Anne-Elène Delavigne : dans les sociétés industrielles et urbanisées, la gestion de l’activité d’abattage a été déléguée progressivement à des unités spécialisées, voire privatisée. La mise à mort des animaux n’est plus jugée regardable. En 2000, en analysant de nombreux films, le petit groupe de chercheurs que nous étions avait constaté qu’en France cette activité était rarement médiatisée à l’initiative des professionnels, ce qui n’a guère changé depuis.

Avec quel risque finalement pour les industriels ?

A.-E. D. : cette absence d’image laisse le champ libre… à d’autres images ! Elle favorise de fait d’autres stratégies. Ainsi les images qui circulent le plus fréquemment servent un discours de dénonciation. Elles flattent les émotions des spectateurs, des consommateurs. Elles finissent par constituer la seule référence. Toutes les autres images produites seront lues et interprétées à travers elles. Tout cela fonctionne comme un voile qui dissimule et empêche de voir d’autres images, d’autres "possibles". Une grande partie du débat public autour de ces questions est construite par les intérêts de ces deux stratégies d’acteurs et exclut les autres points de vue.

Que pensez-vous de l’utilisation de la vidéosurveillance dans les lieux de décharge et de mise à mort des animaux ?
A.-E. D. : l’idée des caméras, qui est née dans les pays anglo-saxons, ne résout pas la question de l’interdit, de la censure, du vice, de la subversion que l’on associe au fait de faire couler le "sang des bêtes", dont traitait le documentaire datant de 1949 de Georges Franju. La question de la vidéosurveillance ne relève que du contrôle ! Elle ne pose pas la question des conditions de la mise à mort. Elle la présume réglée !
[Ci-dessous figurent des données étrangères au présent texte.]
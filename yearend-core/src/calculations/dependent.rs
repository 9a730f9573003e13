//! Dependent deduction.
//!
//! | Category                     | Per person |
//! |------------------------------|------------|
//! | General dependent            | 380,000    |
//! | Specified-age dependent      | 630,000    |
//! | Elderly dependent            | 480,000    |
//! | Co-residing elderly parent   | 580,000    |

use rust_decimal::Decimal;

use crate::calculations::validation::{ReconciliationError, validate_counts};
use crate::models::DependentCounts;

pub const GENERAL_DEPENDENT_DEDUCTION: i64 = 380_000;
pub const SPECIFIED_DEPENDENT_DEDUCTION: i64 = 630_000;
pub const ELDERLY_DEPENDENT_DEDUCTION: i64 = 480_000;
pub const ELDERLY_LIVING_DEPENDENT_DEDUCTION: i64 = 580_000;

/// Computes the dependent deduction from per-category head counts.
///
/// No caps apply and categories are not cross-checked.
///
/// # Examples
///
/// ```
/// use rust_decimal_macros::dec;
/// use yearend_core::DependentCounts;
/// use yearend_core::calculations::dependent_deduction;
///
/// let counts = DependentCounts { general: 1, ..DependentCounts::default() };
///
/// assert_eq!(dependent_deduction(&counts), dec!(380000));
/// ```
pub fn dependent_deduction(counts: &DependentCounts) -> Decimal {
    let per_category = [
        (counts.general, GENERAL_DEPENDENT_DEDUCTION),
        (counts.specified, SPECIFIED_DEPENDENT_DEDUCTION),
        (counts.elderly, ELDERLY_DEPENDENT_DEDUCTION),
        (counts.elderly_living, ELDERLY_LIVING_DEPENDENT_DEDUCTION),
    ];

    per_category
        .iter()
        .map(|&(count, amount)| Decimal::from(count) * Decimal::from(amount))
        .sum()
}

/// Like [`dependent_deduction`], but rejects negative counts.
///
/// # Errors
///
/// Returns [`ReconciliationError::InvalidInput`] naming the first negative
/// category.
pub fn dependent_deduction_validated(
    counts: &DependentCounts
) -> Result<Decimal, ReconciliationError> {
    validate_counts(counts)?;
    Ok(dependent_deduction(counts))
}
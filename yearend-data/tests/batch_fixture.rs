//! Integration tests that run the loader, batch runner and CLI against an
//! on-disk fixture file.

use std::path::PathBuf;
use std::process::Command;

use pretty_assertions::assert_eq;
use rust_decimal_macros::dec;
use yearend_core::ReconciliationResult;
use yearend_data::{BatchSummary, ValidationMode, load_from_file, run_batch};

fn fixture_path() -> PathBuf {
    PathBuf::from(env!("CARGO_MANIFEST_DIR"))
        .join("tests")
        .join("fixtures")
        .join("sample_inputs.csv")
}

fn fixture_results() -> Vec<ReconciliationResult> {
    let records = load_from_file(&fixture_path()).expect("fixture file should load");
    run_batch(&records, ValidationMode::Strict)
        .expect("fixture rows are valid")
        .results
}

fn by_id<'a>(
    results: &'a [ReconciliationResult],
    id: &str,
) -> &'a ReconciliationResult {
    results
        .iter()
        .find(|r| r.employee_id == id)
        .unwrap_or_else(|| panic!("no result for {id}"))
}

// =============================================================================
// loader + batch tests
// =============================================================================

#[test]
fn fixture_loads_every_row() {
    let records = load_from_file(&fixture_path()).unwrap();

    assert_eq!(records.len(), 6);
}

#[test]
fn standard_refund() {
    let results = fixture_results();
    let r = by_id(&results, "E001");

    assert_eq!(r.total_income, dec!(7000000));
    assert_eq!(r.employment_income_deduction, dec!(1800000));
    assert_eq!(r.income_after_employment_deduction, dec!(5200000));
    assert_eq!(r.total_deductions, dec!(1980000));
    assert_eq!(r.taxable_income, dec!(3220000));
    assert_eq!(r.final_tax, dec!(224500));
    assert_eq!(r.adjustment_amount, dec!(475500));
    assert!(r.is_refund);
}

#[test]
fn standard_additional_payment() {
    let results = fixture_results();
    let r = by_id(&results, "E002");

    assert_eq!(r.final_tax, dec!(224500));
    assert_eq!(r.details.difference, dec!(-24500));
    assert_eq!(r.adjustment_amount, dec!(24500));
    assert!(!r.is_refund);
}

#[test]
fn insurance_caps_apply() {
    let results = fixture_results();
    let r = by_id(&results, "E003");

    // 480,000 + min(200,000, 120,000) + min(80,000, 50,000) + 900,000
    assert_eq!(r.total_deductions, dec!(1550000));
    assert_eq!(r.taxable_income, dec!(2810000));
    assert_eq!(r.final_tax, dec!(183500));
    assert_eq!(r.adjustment_amount, dec!(66500));
    assert!(r.is_refund);
}

#[test]
fn derived_spouse_special_deduction() {
    let results = fixture_results();
    let r = by_id(&results, "E004");

    assert_eq!(r.employment_income_deduction, dec!(1950000));
    // 480,000 + 1,000,000 + 360,000 × 0.33
    assert_eq!(r.total_deductions, dec!(1598800));
    assert_eq!(r.taxable_income, dec!(5651200));
    assert_eq!(r.final_tax, dec!(702740));
    assert_eq!(r.adjustment_amount, dec!(102740));
    assert!(!r.is_refund);
}

#[test]
fn derived_dependents_and_housing_credit() {
    let results = fixture_results();
    let r = by_id(&results, "E005");

    // 480,000 + 700,000 + 380,000 + 630,000
    assert_eq!(r.total_deductions, dec!(2190000));
    assert_eq!(r.details.calculated_tax, dec!(68500));
    assert_eq!(r.final_tax, dec!(0));
    assert_eq!(r.adjustment_amount, dec!(300000));
    assert!(r.is_refund);
}

#[test]
fn low_income_balances_at_zero() {
    let results = fixture_results();
    let r = by_id(&results, "E006");

    assert_eq!(r.employment_income_deduction, dec!(550000));
    assert_eq!(r.taxable_income, dec!(0));
    assert_eq!(r.final_tax, dec!(0));
    assert_eq!(r.adjustment_amount, dec!(0));
    assert!(!r.is_refund);
}

#[test]
fn fixture_summary() {
    let records = load_from_file(&fixture_path()).unwrap();
    let outcome = run_batch(&records, ValidationMode::Permissive).unwrap();

    assert_eq!(
        outcome.summary,
        BatchSummary {
            rows: 6,
            refund_count: 3,
            refund_total: dec!(842000),
            additional_count: 3,
            additional_total: dec!(127240),
        }
    );
}

#[test]
fn rerunning_the_batch_gives_identical_results() {
    assert_eq!(fixture_results(), fixture_results());
}

// =============================================================================
// CLI tests
// =============================================================================

#[test]
fn cli_writes_json_to_stdout() {
    let output = Command::new(env!("CARGO_BIN_EXE_yearend-reconcile"))
        .arg("--file")
        .arg(fixture_path())
        .args(["--format", "json", "--strict"])
        .env("RUST_LOG", "off")
        .output()
        .expect("binary should run");

    assert!(output.status.success());
    let results: Vec<ReconciliationResult> = serde_json::from_slice(&output.stdout).unwrap();
    assert_eq!(results, fixture_results());
}

#[test]
fn cli_writes_csv_to_output_file() {
    let dir = tempfile::tempdir().unwrap();
    let out_path = dir.path().join("results.csv");

    let status = Command::new(env!("CARGO_BIN_EXE_yearend-reconcile"))
        .arg("--file")
        .arg(fixture_path())
        .arg("--output")
        .arg(&out_path)
        .env("RUST_LOG", "off")
        .status()
        .expect("binary should run");

    assert!(status.success());
    let contents = std::fs::read_to_string(&out_path).unwrap();
    let lines: Vec<_> = contents.lines().collect();
    assert_eq!(lines.len(), 7);
    assert!(lines[0].starts_with("employee_id,tax_year,total_income,"));
    assert!(lines[1].starts_with("E001,2024,7000000,1800000,5200000,"));
    assert!(lines[1].ends_with(",475500,true"));
}

#[test]
fn cli_strict_mode_fails_on_invalid_row() {
    let dir = tempfile::tempdir().unwrap();
    let in_path = dir.path().join("bad.csv");
    std::fs::write(
        &in_path,
        "employee_id,tax_year,base_compensation,bonus_compensation,withheld_tax,basic_deduction\n\
         E001,2024,5000000,0,-1,480000\n",
    )
    .unwrap();

    let output = Command::new(env!("CARGO_BIN_EXE_yearend-reconcile"))
        .arg("--file")
        .arg(&in_path)
        .arg("--strict")
        .env("RUST_LOG", "off")
        .output()
        .expect("binary should run");

    assert!(!output.status.success());
    assert!(output.stdout.is_empty());
    let stderr = String::from_utf8_lossy(&output.stderr);
    assert!(stderr.contains("withheld_tax"));
}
Finalement, cela n’est pas une solution ?
A.-E. D. : c’est un signe de plus quant à la nécessité d’interroger le modèle actuel de privatisation de la mise à mort des animaux, de sa délégation à des unités spécialisées. Cette privatisation dépossède tous ceux - et ils sont nombreux - qui se sentent concernés, éleveurs, bouchers, consommateurs, travailleurs sur la chaîne, etc., par cette mise à mort. Il y a pourtant de nombreuses initiatives qui émergent en France comme en Europe pour de nouvelles modalités de mise à mort. Mais elles ne trouvent pas de cadre serein pour leurs réflexions ou pour les expérimentations qui leur seraient utiles.
Et pourtant, il y a urgence, notamment pour les éleveurs, à pouvoir libérer la parole publique dans ce domaine-là, à lever les tabous et à initier des collaborations transversales. La mise à mort n’a pas toujours eu lieu derrière les grands murs de ces usines. Elle a aussi longtemps fonctionné comme une occasion d’apprentissage de la vie et de la mort. C’est ce qui est redécouvert, depuis quelques années, par l’abattage à la ferme dans les pays nordiques, avec une revendication de manger de la viande autrement, de manière "plus consciente". C’est un sujet que nous allons d’ailleurs proposer de traiter à la troisième conférence de l’Institut européen d’histoire et des cultures de l’alimentation (IEHCA) début juin 2017.